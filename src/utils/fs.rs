use std::fs;
use std::path::Path;

use crate::utils::error::TocError;

/// Check if a path exists and is a file
pub fn is_file<P: AsRef<Path>>(path: P) -> bool {
    path.as_ref().is_file()
}

/// Read a file to string, naming the path in the error
pub fn read_file<P: AsRef<Path>>(path: P) -> Result<String, TocError> {
    let path = path.as_ref();
    fs::read_to_string(path).map_err(|e| {
        TocError::Io(std::io::Error::new(
            e.kind(),
            format!("{}: {}", path.display(), e),
        ))
    })
}

/// Lowercased file extension, if any
pub fn extension_of<P: AsRef<Path>>(path: P) -> Option<String> {
    path.as_ref()
        .extension()
        .map(|ext| ext.to_string_lossy().to_lowercase())
}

## WORK ITEM:
Looking at the records above, count the lines where the word "utils" appears. State only the number.

## ANSWER AREA:
2